◆ What is needed: Somewhere below are a line with "self.file, self.code, self.message_text, self.pos" and a later line with "pub const THE_VARIABLE_IS_UNDECLARED: &str". Output exactly those lines and all lines between them.

Data records

◆ ◆ ◆ ◆ ◆ ◆ ◆

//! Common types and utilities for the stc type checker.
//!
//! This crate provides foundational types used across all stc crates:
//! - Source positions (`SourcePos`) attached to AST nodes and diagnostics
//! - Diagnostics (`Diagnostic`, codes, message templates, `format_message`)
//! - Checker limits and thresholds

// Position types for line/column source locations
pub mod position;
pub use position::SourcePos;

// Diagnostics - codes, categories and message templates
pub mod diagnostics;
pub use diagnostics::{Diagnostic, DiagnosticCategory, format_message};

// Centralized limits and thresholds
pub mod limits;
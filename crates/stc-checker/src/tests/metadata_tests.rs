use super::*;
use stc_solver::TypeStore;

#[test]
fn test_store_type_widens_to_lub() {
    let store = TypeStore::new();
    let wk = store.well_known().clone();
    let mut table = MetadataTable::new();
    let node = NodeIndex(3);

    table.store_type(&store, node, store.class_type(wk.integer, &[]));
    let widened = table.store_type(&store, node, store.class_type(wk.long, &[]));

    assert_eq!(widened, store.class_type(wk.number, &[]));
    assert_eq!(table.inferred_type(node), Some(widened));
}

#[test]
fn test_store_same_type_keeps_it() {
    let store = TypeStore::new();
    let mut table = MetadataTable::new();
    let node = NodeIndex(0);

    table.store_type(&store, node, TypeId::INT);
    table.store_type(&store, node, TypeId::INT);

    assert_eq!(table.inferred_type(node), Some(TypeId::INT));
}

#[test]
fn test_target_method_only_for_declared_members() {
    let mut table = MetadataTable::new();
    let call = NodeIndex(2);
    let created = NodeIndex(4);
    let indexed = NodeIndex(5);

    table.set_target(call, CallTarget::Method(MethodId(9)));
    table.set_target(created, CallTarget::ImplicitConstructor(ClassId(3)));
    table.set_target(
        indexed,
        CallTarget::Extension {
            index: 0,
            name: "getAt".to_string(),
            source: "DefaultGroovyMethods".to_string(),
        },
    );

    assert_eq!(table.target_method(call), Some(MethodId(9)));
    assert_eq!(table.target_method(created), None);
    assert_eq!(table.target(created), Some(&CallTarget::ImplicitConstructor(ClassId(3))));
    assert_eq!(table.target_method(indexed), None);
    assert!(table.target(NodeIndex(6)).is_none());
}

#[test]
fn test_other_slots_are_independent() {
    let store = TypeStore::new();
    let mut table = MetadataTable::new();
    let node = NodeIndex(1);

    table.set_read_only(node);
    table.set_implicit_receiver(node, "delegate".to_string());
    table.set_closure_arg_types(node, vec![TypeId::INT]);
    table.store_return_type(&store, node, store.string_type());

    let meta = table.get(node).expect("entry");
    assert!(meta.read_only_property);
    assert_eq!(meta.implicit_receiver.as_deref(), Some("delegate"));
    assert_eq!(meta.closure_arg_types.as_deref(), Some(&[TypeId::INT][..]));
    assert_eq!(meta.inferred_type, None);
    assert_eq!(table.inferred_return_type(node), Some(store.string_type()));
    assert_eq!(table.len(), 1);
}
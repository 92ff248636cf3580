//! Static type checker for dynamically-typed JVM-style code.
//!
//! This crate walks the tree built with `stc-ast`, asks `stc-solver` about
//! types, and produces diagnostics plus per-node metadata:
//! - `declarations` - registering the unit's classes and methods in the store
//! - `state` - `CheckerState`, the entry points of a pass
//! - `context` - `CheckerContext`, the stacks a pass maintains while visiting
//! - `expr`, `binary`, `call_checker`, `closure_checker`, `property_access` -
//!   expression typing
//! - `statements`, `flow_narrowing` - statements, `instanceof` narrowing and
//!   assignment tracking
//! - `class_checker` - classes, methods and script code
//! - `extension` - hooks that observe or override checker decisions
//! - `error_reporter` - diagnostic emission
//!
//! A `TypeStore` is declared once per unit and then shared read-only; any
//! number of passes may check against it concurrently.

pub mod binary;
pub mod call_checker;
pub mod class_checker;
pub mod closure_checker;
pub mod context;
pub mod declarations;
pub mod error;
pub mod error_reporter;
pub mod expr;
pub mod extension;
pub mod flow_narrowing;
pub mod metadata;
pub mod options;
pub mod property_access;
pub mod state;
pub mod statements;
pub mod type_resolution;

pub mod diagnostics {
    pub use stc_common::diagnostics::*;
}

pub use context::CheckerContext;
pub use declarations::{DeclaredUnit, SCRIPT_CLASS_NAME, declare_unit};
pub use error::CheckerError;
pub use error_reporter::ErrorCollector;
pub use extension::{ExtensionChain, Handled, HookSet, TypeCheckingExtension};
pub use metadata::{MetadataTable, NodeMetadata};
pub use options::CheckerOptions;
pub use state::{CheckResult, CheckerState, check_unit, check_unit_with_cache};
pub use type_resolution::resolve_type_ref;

◆ ◆ ◆ ◆ ◆ ◆ ◆

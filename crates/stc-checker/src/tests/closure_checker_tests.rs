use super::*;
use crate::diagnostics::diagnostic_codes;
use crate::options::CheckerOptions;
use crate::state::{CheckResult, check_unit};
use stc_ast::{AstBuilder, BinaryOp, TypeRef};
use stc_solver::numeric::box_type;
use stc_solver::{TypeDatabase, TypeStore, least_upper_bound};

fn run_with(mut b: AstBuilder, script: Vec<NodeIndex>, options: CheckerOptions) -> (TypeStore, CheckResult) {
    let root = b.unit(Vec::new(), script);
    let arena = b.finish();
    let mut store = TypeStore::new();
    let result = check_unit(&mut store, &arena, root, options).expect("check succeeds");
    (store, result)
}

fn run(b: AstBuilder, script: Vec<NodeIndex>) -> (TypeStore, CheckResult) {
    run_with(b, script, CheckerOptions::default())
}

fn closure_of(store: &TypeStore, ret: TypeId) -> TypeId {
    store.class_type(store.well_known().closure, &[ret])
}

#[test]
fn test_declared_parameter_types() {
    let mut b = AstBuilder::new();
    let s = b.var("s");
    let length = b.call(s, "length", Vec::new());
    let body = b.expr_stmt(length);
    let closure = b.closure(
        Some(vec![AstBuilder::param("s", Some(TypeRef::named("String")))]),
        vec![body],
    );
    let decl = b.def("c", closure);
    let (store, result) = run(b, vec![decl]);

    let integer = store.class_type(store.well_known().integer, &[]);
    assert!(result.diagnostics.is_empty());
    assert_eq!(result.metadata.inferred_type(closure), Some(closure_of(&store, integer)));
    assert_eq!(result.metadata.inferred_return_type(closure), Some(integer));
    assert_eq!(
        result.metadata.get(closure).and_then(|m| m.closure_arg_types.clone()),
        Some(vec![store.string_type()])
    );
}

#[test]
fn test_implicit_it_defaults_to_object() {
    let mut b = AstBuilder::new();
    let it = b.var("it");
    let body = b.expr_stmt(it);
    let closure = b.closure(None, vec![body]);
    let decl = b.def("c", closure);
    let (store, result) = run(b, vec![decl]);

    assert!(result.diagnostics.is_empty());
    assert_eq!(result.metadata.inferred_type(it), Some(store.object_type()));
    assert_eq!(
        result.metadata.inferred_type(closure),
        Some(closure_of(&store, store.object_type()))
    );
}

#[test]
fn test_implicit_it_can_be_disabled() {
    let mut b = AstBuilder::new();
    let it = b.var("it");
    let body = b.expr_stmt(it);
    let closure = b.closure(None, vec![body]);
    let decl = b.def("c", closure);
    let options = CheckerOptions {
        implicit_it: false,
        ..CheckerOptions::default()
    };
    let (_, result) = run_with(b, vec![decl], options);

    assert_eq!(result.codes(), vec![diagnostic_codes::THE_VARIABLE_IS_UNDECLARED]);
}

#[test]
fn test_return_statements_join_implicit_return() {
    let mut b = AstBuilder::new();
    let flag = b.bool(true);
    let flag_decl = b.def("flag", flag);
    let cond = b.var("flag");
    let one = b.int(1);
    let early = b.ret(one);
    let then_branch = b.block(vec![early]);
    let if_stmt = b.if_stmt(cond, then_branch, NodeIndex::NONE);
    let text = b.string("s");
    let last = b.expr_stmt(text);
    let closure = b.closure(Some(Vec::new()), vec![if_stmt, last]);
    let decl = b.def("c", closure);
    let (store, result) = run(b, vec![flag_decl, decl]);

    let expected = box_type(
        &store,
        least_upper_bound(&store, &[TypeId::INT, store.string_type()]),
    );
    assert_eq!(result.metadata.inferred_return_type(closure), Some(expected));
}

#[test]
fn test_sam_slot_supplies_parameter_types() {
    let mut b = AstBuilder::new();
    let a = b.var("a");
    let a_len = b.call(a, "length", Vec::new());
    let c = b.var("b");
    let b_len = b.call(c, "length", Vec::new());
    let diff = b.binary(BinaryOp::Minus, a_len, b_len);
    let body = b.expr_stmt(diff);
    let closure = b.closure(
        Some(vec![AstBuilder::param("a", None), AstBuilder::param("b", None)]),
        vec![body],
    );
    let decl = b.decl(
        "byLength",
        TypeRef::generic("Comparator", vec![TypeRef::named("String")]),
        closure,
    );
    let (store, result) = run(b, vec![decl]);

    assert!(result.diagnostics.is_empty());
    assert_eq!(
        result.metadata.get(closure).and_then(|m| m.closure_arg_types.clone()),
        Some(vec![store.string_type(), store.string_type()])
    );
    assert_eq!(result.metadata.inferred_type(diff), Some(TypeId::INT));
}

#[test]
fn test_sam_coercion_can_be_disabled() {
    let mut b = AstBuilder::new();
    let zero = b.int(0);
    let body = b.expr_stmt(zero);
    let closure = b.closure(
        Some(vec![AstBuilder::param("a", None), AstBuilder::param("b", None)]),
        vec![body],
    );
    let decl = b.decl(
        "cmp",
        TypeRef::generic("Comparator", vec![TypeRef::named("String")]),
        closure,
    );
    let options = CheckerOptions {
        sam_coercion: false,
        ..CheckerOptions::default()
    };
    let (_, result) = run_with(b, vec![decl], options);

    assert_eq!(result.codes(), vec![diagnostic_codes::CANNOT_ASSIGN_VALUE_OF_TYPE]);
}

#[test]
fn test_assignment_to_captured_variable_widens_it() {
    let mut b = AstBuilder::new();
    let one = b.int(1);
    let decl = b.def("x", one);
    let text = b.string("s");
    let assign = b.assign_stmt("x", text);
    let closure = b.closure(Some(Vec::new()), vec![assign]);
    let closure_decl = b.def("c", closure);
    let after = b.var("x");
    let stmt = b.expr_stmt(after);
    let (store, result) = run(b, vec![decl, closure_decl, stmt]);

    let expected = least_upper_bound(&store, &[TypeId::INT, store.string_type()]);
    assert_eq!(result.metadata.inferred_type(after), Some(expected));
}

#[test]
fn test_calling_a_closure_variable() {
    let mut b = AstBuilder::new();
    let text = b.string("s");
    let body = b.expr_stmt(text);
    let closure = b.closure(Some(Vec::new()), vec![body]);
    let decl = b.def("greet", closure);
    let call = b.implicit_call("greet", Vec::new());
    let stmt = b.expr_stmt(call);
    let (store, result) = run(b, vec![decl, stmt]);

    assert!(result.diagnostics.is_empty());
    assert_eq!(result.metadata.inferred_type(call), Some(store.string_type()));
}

◆ ◆ ◆ ◆ ◆ ◆ ◆

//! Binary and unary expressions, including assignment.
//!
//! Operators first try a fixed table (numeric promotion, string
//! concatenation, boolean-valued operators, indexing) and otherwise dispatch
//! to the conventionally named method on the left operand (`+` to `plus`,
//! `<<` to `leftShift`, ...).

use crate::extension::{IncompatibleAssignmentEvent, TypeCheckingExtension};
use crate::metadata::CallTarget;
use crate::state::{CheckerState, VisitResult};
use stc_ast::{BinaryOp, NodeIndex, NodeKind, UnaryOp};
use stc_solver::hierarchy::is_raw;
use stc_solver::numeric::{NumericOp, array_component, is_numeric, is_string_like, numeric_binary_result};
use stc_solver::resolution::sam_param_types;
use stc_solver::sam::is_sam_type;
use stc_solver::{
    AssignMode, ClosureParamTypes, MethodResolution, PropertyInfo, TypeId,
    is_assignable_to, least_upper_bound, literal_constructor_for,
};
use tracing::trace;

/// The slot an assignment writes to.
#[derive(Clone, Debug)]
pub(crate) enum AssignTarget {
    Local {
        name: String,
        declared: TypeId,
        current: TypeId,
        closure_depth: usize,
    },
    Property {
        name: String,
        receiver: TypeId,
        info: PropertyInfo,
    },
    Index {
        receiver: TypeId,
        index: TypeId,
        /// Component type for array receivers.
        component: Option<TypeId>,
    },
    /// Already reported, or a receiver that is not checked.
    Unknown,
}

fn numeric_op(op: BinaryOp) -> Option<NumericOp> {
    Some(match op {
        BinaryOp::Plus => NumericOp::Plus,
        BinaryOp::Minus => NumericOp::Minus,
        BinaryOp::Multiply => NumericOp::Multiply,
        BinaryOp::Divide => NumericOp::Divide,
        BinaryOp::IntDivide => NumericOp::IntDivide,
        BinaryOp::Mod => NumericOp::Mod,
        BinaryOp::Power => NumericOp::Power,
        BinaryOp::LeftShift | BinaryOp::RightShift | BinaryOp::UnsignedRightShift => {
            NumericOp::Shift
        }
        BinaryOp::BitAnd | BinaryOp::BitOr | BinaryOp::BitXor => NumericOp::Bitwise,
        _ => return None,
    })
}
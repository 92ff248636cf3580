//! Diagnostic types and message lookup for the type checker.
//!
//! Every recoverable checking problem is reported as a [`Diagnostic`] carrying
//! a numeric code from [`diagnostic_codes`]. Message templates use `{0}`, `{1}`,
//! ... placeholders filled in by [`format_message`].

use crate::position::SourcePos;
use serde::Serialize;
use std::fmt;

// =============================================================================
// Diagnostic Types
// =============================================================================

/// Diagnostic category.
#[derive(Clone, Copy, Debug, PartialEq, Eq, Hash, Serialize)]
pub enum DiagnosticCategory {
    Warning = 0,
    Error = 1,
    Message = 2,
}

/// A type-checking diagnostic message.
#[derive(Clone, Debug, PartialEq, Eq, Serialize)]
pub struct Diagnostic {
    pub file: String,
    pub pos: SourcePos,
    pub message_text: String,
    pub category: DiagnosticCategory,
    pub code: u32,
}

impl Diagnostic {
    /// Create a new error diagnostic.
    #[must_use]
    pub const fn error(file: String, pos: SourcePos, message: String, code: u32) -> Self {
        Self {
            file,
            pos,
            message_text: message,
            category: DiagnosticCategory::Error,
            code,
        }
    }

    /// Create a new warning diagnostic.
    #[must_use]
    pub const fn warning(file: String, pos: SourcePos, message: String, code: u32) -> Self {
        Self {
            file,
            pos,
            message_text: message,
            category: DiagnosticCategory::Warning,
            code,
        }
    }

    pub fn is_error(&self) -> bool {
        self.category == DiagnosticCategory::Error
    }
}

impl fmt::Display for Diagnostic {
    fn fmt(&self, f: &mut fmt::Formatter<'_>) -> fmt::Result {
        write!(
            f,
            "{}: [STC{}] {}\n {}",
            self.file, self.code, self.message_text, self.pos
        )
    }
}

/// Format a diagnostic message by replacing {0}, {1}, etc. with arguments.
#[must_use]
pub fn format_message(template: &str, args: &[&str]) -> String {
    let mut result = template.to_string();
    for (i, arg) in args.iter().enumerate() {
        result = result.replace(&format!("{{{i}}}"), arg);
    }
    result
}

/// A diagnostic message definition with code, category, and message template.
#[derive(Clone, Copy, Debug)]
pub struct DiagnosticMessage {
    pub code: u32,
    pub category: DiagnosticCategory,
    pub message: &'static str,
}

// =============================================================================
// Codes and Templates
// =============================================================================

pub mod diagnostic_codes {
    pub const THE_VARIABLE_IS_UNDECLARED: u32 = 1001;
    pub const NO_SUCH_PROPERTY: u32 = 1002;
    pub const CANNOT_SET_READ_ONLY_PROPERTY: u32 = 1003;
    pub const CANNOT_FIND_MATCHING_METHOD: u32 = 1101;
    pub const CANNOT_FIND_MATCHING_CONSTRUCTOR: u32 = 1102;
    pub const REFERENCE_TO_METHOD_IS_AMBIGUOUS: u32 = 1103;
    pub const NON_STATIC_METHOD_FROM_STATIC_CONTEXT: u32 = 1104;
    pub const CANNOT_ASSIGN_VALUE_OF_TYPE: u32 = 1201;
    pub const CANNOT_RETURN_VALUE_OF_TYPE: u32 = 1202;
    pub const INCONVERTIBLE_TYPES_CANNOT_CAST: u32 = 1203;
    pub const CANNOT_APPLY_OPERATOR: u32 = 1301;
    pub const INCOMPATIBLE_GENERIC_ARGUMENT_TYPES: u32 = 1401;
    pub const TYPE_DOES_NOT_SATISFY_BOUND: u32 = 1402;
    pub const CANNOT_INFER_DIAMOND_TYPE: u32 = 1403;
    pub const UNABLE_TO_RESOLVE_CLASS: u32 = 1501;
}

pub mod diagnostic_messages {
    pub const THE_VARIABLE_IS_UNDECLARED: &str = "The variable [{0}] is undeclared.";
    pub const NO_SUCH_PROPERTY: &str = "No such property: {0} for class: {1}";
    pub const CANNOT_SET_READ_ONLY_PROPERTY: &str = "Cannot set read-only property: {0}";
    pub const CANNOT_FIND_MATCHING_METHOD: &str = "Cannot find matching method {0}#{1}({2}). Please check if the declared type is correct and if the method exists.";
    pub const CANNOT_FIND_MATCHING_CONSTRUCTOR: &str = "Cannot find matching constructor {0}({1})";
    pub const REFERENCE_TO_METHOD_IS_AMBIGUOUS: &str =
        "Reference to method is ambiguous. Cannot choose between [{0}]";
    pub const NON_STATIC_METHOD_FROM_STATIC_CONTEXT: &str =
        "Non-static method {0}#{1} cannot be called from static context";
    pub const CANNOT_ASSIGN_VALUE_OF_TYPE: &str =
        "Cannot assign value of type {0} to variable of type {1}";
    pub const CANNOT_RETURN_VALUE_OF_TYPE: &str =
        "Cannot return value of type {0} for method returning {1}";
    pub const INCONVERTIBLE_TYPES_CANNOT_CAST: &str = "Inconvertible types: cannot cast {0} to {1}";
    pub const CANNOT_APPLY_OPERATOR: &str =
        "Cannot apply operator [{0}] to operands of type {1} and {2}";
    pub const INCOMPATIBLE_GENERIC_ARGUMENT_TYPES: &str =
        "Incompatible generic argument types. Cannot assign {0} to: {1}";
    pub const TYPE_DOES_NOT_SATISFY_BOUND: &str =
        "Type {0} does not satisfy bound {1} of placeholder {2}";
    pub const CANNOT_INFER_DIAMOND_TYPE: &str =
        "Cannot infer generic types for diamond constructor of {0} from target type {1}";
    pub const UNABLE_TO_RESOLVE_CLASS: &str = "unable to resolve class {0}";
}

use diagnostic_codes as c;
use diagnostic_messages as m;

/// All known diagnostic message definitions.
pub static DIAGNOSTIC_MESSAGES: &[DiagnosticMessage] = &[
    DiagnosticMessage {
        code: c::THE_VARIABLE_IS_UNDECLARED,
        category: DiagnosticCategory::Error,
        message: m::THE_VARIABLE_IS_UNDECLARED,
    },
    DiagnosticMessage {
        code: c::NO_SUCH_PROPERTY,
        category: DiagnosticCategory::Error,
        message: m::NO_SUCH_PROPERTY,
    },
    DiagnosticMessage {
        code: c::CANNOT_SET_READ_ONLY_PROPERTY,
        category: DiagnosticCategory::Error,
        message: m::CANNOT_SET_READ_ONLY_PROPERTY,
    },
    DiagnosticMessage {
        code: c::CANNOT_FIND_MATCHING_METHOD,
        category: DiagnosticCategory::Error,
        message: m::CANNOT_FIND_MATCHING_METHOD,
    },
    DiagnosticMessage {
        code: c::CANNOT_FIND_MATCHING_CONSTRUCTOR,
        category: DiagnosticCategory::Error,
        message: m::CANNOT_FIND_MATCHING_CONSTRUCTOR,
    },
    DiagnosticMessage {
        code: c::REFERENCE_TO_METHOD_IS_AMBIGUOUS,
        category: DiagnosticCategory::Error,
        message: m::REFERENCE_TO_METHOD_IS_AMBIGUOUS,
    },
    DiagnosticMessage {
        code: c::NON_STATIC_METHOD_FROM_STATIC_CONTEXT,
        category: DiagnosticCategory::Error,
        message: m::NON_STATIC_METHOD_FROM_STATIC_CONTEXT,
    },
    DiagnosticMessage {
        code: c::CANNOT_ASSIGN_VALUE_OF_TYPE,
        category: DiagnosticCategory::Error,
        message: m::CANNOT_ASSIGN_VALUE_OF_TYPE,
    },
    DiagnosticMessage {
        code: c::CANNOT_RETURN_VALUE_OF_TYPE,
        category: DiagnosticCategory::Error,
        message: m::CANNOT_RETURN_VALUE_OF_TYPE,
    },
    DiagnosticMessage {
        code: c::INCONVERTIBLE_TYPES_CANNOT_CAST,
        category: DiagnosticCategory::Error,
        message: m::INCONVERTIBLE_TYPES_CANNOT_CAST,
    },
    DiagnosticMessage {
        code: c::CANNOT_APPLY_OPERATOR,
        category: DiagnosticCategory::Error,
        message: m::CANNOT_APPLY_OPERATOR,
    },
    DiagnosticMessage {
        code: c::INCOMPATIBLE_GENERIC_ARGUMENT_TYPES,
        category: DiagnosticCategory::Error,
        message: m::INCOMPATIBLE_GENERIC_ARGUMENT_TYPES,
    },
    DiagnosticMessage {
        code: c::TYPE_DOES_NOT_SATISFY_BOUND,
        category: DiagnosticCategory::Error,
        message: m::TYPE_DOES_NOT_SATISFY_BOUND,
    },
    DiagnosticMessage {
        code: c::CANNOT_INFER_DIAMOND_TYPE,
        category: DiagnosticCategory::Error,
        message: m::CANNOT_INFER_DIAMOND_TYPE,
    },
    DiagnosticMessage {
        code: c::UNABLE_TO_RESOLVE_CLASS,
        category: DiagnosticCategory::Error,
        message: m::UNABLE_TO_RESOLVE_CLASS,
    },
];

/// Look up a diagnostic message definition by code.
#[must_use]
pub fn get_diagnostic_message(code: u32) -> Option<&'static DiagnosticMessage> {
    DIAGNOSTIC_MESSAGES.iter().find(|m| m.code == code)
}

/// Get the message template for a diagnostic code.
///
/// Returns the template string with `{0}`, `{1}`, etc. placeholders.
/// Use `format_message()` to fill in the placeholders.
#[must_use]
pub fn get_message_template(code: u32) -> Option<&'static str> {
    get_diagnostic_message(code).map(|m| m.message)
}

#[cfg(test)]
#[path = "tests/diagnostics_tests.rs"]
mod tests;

◆ ◆ ◆ ◆ ◆ ◆ ◆

◆ Answer section:
            self.file, self.code, self.message_text, self.pos
        )
    }
}

/// Format a diagnostic message by replacing {0}, {1}, etc. with arguments.
#[must_use]
pub fn format_message(template: &str, args: &[&str]) -> String {
    let mut result = template.to_string();
    for (i, arg) in args.iter().enumerate() {
        result = result.replace(&format!("{{{i}}}"), arg);
    }
    result
}

/// A diagnostic message definition with code, category, and message template.
#[derive(Clone, Copy, Debug)]
pub struct DiagnosticMessage {
    pub code: u32,
    pub category: DiagnosticCategory,
    pub message: &'static str,
}

// =============================================================================
// Codes and Templates
// =============================================================================

pub mod diagnostic_codes {
    pub const THE_VARIABLE_IS_UNDECLARED: u32 = 1001;
    pub const NO_SUCH_PROPERTY: u32 = 1002;
    pub const CANNOT_SET_READ_ONLY_PROPERTY: u32 = 1003;
    pub const CANNOT_FIND_MATCHING_METHOD: u32 = 1101;
    pub const CANNOT_FIND_MATCHING_CONSTRUCTOR: u32 = 1102;
    pub const REFERENCE_TO_METHOD_IS_AMBIGUOUS: u32 = 1103;
    pub const NON_STATIC_METHOD_FROM_STATIC_CONTEXT: u32 = 1104;
    pub const CANNOT_ASSIGN_VALUE_OF_TYPE: u32 = 1201;
    pub const CANNOT_RETURN_VALUE_OF_TYPE: u32 = 1202;
    pub const INCONVERTIBLE_TYPES_CANNOT_CAST: u32 = 1203;
    pub const CANNOT_APPLY_OPERATOR: u32 = 1301;
    pub const INCOMPATIBLE_GENERIC_ARGUMENT_TYPES: u32 = 1401;
    pub const TYPE_DOES_NOT_SATISFY_BOUND: u32 = 1402;
    pub const CANNOT_INFER_DIAMOND_TYPE: u32 = 1403;
    pub const UNABLE_TO_RESOLVE_CLASS: u32 = 1501;
}

pub mod diagnostic_messages {
    pub const THE_VARIABLE_IS_UNDECLARED: &str = "The variable [{0}] is undeclared.";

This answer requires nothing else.